⟨

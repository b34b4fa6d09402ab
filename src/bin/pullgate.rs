use std::collections::HashMap;
use std::net::SocketAddr;
use std::path::{Path, PathBuf};
use std::sync::Arc;
use std::time::Duration;

use anyhow::{bail, Context, Result};
use base64::engine::general_purpose::STANDARD;
use base64::Engine;
use clap::Parser;
use ed25519_dalek::{SigningKey, VerifyingKey};
use tokio_util::sync::CancellationToken;
use url::Url;

use pullgate::agent::{Agent, AgentOptions};
use pullgate::auth::TokenIssuer;
use pullgate::cache::Cache;
use pullgate::config::{AgentConfig, GatewayConfig, PolicyConfig, UpstreamConfig};
use pullgate::gateway::{Gateway, GatewayOptions};
use pullgate::manifest::ManifestCache;
use pullgate::policy::{PolicyResolver, StaticRegistryStore};
use pullgate::queue_client::HttpQueueClient;
use pullgate::storage::FsDriver;
use pullgate::token::{Authenticator, Decoder, Encoder, Signer, Verifier};
use pullgate::upstream::UpstreamClient;

/// Caching reverse proxy for OCI/Docker registry pull traffic.
#[derive(Parser, Debug)]
#[command(name = "pullgate", version)]
struct Cli {
    /// Listen address.
    #[arg(long, default_value = "0.0.0.0:18001")]
    address: String,

    /// Root directory of the content-addressed store.
    #[arg(long)]
    storage_root: PathBuf,

    /// Base URL blob redirects are issued under.
    #[arg(long)]
    redirect_base: Option<Url>,

    /// Lifetime of signed redirect links, in seconds (0 = no expiry).
    #[arg(long, default_value_t = 0)]
    link_expires: u64,

    /// Origin credentials as user:pass@host; repeatable.
    #[arg(long = "user", short = 'u')]
    userpass: Vec<String>,

    /// Origin hosts reached over plain HTTP; repeatable.
    #[arg(long)]
    plain_http: Vec<String>,

    /// Origin request timeout in seconds.
    #[arg(long, default_value_t = 30)]
    upstream_timeout: u64,

    /// Registry used when neither the path nor the token names one.
    #[arg(long)]
    default_registry: Option<String>,

    /// Per-request-host default registry as host=registry; repeatable.
    #[arg(long = "override-default-registry")]
    override_default_registry: Vec<String>,

    /// Serve the empty tags list unless a token allows listing.
    #[arg(long)]
    disable_tags_list: bool,

    /// Tag manifest freshness window, in seconds.
    #[arg(long, default_value_t = 60)]
    manifest_cache_duration: u64,

    /// Blob scheduler worker count.
    #[arg(long, default_value_t = 10)]
    concurrency: usize,

    /// In-memory blob entry lifetime, in seconds.
    #[arg(long, default_value_t = 3600)]
    blob_cache_duration: u64,

    /// Root directory of the big-blob store.
    #[arg(long)]
    big_cache_root: Option<PathBuf>,

    /// Blobs larger than this many bytes go to the big-blob store.
    #[arg(long, default_value_t = 0)]
    big_cache_size: u64,

    /// Blobs larger than this many bytes redirect instead of streaming.
    #[arg(long, default_value_t = 0)]
    no_redirect_size: u64,

    /// Total streamed bandwidth ceiling in bytes per second (0 = off).
    #[arg(long, default_value_t = 0)]
    no_redirect_max_bps: u64,

    /// Never redirect; always stream blobs.
    #[arg(long)]
    force_no_redirect: bool,

    /// Public key verifying client bearer tokens; enables authentication.
    #[arg(long)]
    token_public_key_file: Option<PathBuf>,

    /// Private key signing issued tokens and redirect URLs.
    #[arg(long)]
    token_private_key_file: Option<PathBuf>,

    /// Realm URL named in the authentication challenge.
    #[arg(long)]
    token_url: Option<String>,

    /// JSON file of registry and token records backing the policy
    /// resolver; enables the local token endpoint.
    #[arg(long)]
    registry_config: Option<PathBuf>,

    /// Policy lookup cache TTL in seconds.
    #[arg(long, default_value_t = 10)]
    policy_cache_ttl: u64,

    /// Issued token lifetime in seconds.
    #[arg(long, default_value_t = 300)]
    token_duration: u64,

    /// Base URL of the shared work queue coordinating a fleet of agents.
    #[arg(long)]
    queue_url: Option<Url>,
}

fn decode_key_bytes(path: &Path) -> Result<[u8; 32]> {
    let contents = std::fs::read(path)
        .with_context(|| format!("failed to read key file {}", path.display()))?;

    let decoded = if contents.len() == 32 {
        contents
    } else {
        let text = std::str::from_utf8(&contents)
            .context("key file is neither 32 raw bytes nor text")?;
        let text = text.trim();
        let text = text.strip_prefix("ed25519:").unwrap_or(text);
        STANDARD
            .decode(text)
            .context("failed to decode base64 key")?
    };

    decoded
        .try_into()
        .map_err(|_| anyhow::anyhow!("expected a 32-byte key in {}", path.display()))
}

fn load_signing_key(path: &Path) -> Result<SigningKey> {
    Ok(SigningKey::from_bytes(&decode_key_bytes(path)?))
}

fn load_verifying_key(path: &Path) -> Result<VerifyingKey> {
    VerifyingKey::from_bytes(&decode_key_bytes(path)?)
        .with_context(|| format!("invalid public key in {}", path.display()))
}

fn parse_userpass(entries: &[String]) -> Result<HashMap<String, (String, String)>> {
    let mut out = HashMap::new();
    for entry in entries {
        let Some((creds, host)) = entry.rsplit_once('@') else {
            bail!("bad --user value {:?}, expected user:pass@host", entry);
        };
        let Some((user, pass)) = creds.split_once(':') else {
            bail!("bad --user value {:?}, expected user:pass@host", entry);
        };
        out.insert(host.to_string(), (user.to_string(), pass.to_string()));
    }
    Ok(out)
}

fn parse_overrides(entries: &[String]) -> Result<HashMap<String, String>> {
    let mut out = HashMap::new();
    for entry in entries {
        let Some((host, registry)) = entry.split_once('=') else {
            bail!(
                "bad --override-default-registry value {:?}, expected host=registry",
                entry
            );
        };
        out.insert(host.to_string(), registry.to_string());
    }
    Ok(out)
}

#[tokio::main]
async fn main() -> Result<()> {
    tracing_subscriber::fmt()
        .with_env_filter(
            tracing_subscriber::EnvFilter::try_from_default_env()
                .unwrap_or_else(|_| "pullgate=info,info".into()),
        )
        .init();

    let cli = Cli::parse();
    let cancel = CancellationToken::new();

    let signing_key = cli
        .token_private_key_file
        .as_deref()
        .map(load_signing_key)
        .transpose()?;

    let mut driver = FsDriver::new(cli.storage_root.clone())
        .map_err(|e| anyhow::anyhow!("failed to open storage root: {}", e))?;
    if let Some(base) = cli.redirect_base.clone() {
        driver = driver.with_redirect_base(base);
    }
    if let Some(key) = &signing_key {
        driver = driver.with_signing_key(key.clone());
    }
    let mut cache = Cache::new(Arc::new(driver));
    if cli.link_expires > 0 {
        cache = cache.with_link_expires(Duration::from_secs(cli.link_expires));
    }

    let big_cache = cli
        .big_cache_root
        .clone()
        .map(|root| -> Result<Cache> {
            let mut driver = FsDriver::new(root)
                .map_err(|e| anyhow::anyhow!("failed to open big cache root: {}", e))?;
            if let Some(base) = cli.redirect_base.clone() {
                driver = driver.with_redirect_base(base);
            }
            if let Some(key) = &signing_key {
                driver = driver.with_signing_key(key.clone());
            }
            let mut cache = Cache::new(Arc::new(driver));
            if cli.link_expires > 0 {
                cache = cache.with_link_expires(Duration::from_secs(cli.link_expires));
            }
            Ok(cache)
        })
        .transpose()?;

    let upstream = Arc::new(
        UpstreamClient::new(&UpstreamConfig {
            userpass: parse_userpass(&cli.userpass)?,
            plain_http: cli.plain_http.iter().cloned().collect(),
            timeout_secs: cli.upstream_timeout,
        })
        .map_err(|e| anyhow::anyhow!("failed to build upstream client: {}", e))?,
    );

    let queue_client = cli
        .queue_url
        .clone()
        .map(|url| -> Result<Arc<dyn pullgate::queue_client::QueueClient>> {
            Ok(Arc::new(
                HttpQueueClient::new(url)
                    .map_err(|e| anyhow::anyhow!("failed to build queue client: {}", e))?,
            ))
        })
        .transpose()?;

    let agent = Arc::new(Agent::new(
        Arc::clone(&upstream),
        cache.clone(),
        AgentOptions {
            config: AgentConfig {
                concurrency: cli.concurrency,
                blob_cache_secs: cli.blob_cache_duration,
                big_cache_size: cli.big_cache_size,
                no_redirect_size: cli.no_redirect_size,
                no_redirect_max_bytes_per_second: cli.no_redirect_max_bps,
                force_no_redirect: cli.force_no_redirect,
            },
            big_cache,
            queue_client,
        },
    ));

    let gateway_config = GatewayConfig {
        default_registry: cli.default_registry.clone(),
        override_default_registry: parse_overrides(&cli.override_default_registry)?,
        disable_tags_list: cli.disable_tags_list,
        manifest_cache_secs: cli.manifest_cache_duration,
    };
    let manifests = Arc::new(ManifestCache::new(
        cache.clone(),
        Arc::clone(&upstream),
        gateway_config.manifest_cache_duration(),
    ));
    manifests.start_sweeper(cancel.clone());

    let authenticator = match (&cli.token_public_key_file, &signing_key) {
        (Some(path), _) => Some(load_verifying_key(path)?),
        (None, Some(key)) => Some(key.verifying_key()),
        (None, None) => None,
    }
    .map(|key| {
        Arc::new(Authenticator::new(
            Decoder::new(Verifier::new(key)),
            cli.token_url.clone().unwrap_or_default(),
        ))
    });

    let gateway = Gateway::new(
        Arc::clone(&upstream),
        GatewayOptions {
            config: gateway_config,
            authenticator,
            agent: Some(agent),
            manifests: Some(manifests),
            modify: None,
        },
    );

    let mut router = gateway.router();

    if let Some(path) = &cli.registry_config {
        let Some(key) = signing_key else {
            bail!("--registry-config requires --token-private-key-file");
        };
        let records = std::fs::read(path)
            .with_context(|| format!("failed to read {}", path.display()))?;
        let store = StaticRegistryStore::from_json(&records)
            .map_err(|e| anyhow::anyhow!("bad registry config: {}", e))?;
        let resolver = Arc::new(PolicyResolver::new(
            Arc::new(store),
            PolicyConfig {
                cache_ttl_secs: cli.policy_cache_ttl,
            }
            .cache_ttl(),
        ));
        resolver.start_sweepers(cancel.clone());
        let issuer = Arc::new(TokenIssuer::new(
            Encoder::new(Signer::new(key)),
            resolver,
            Duration::from_secs(cli.token_duration),
        ));
        router = router.merge(issuer.router());
    }

    let listener = tokio::net::TcpListener::bind(&cli.address)
        .await
        .with_context(|| format!("failed to bind {}", cli.address))?;
    tracing::info!(address = %cli.address, "pullgate listening");

    axum::serve(
        listener,
        router.into_make_service_with_connect_info::<SocketAddr>(),
    )
    .with_graceful_shutdown(async move {
        let _ = tokio::signal::ctrl_c().await;
        tracing::info!("shutting down");
    })
    .await
    .context("server error")?;

    cancel.cancel();
    Ok(())
}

⟩

#### EXERCISE PROMPT:
In the listing above, please copy exactly the lines from the first through the one that contains "token allows listing.", and no others.

#### RESPONSE TO THIS EXERCISE:
repository b34b4fa6d09402ab
filename src/bin/pullgate.rs
use std::collections::HashMap;
use std::net::SocketAddr;
use std::path::{Path, PathBuf};
use std::sync::Arc;
use std::time::Duration;

use anyhow::{bail, Context, Result};
use base64::engine::general_purpose::STANDARD;
use base64::Engine;
use clap::Parser;
use ed25519_dalek::{SigningKey, VerifyingKey};
use tokio_util::sync::CancellationToken;
use url::Url;

use pullgate::agent::{Agent, AgentOptions};
use pullgate::auth::TokenIssuer;
use pullgate::cache::Cache;
use pullgate::config::{AgentConfig, GatewayConfig, PolicyConfig, UpstreamConfig};
use pullgate::gateway::{Gateway, GatewayOptions};
use pullgate::manifest::ManifestCache;
use pullgate::policy::{PolicyResolver, StaticRegistryStore};
use pullgate::queue_client::HttpQueueClient;
use pullgate::storage::FsDriver;
use pullgate::token::{Authenticator, Decoder, Encoder, Signer, Verifier};
use pullgate::upstream::UpstreamClient;

/// Caching reverse proxy for OCI/Docker registry pull traffic.
#[derive(Parser, Debug)]
#[command(name = "pullgate", version)]
struct Cli {
    /// Listen address.
    #[arg(long, default_value = "0.0.0.0:18001")]
    address: String,

    /// Root directory of the content-addressed store.
    #[arg(long)]
    storage_root: PathBuf,

    /// Base URL blob redirects are issued under.
    #[arg(long)]
    redirect_base: Option<Url>,

    /// Lifetime of signed redirect links, in seconds (0 = no expiry).
    #[arg(long, default_value_t = 0)]
    link_expires: u64,

    /// Origin credentials as user:pass@host; repeatable.
    #[arg(long = "user", short = 'u')]
    userpass: Vec<String>,

    /// Origin hosts reached over plain HTTP; repeatable.
    #[arg(long)]
    plain_http: Vec<String>,

    /// Origin request timeout in seconds.
    #[arg(long, default_value_t = 30)]
    upstream_timeout: u64,

    /// Registry used when neither the path nor the token names one.
    #[arg(long)]
    default_registry: Option<String>,

    /// Per-request-host default registry as host=registry; repeatable.
    #[arg(long = "override-default-registry")]
    override_default_registry: Vec<String>,

    /// Serve the empty tags list unless a token allows listing.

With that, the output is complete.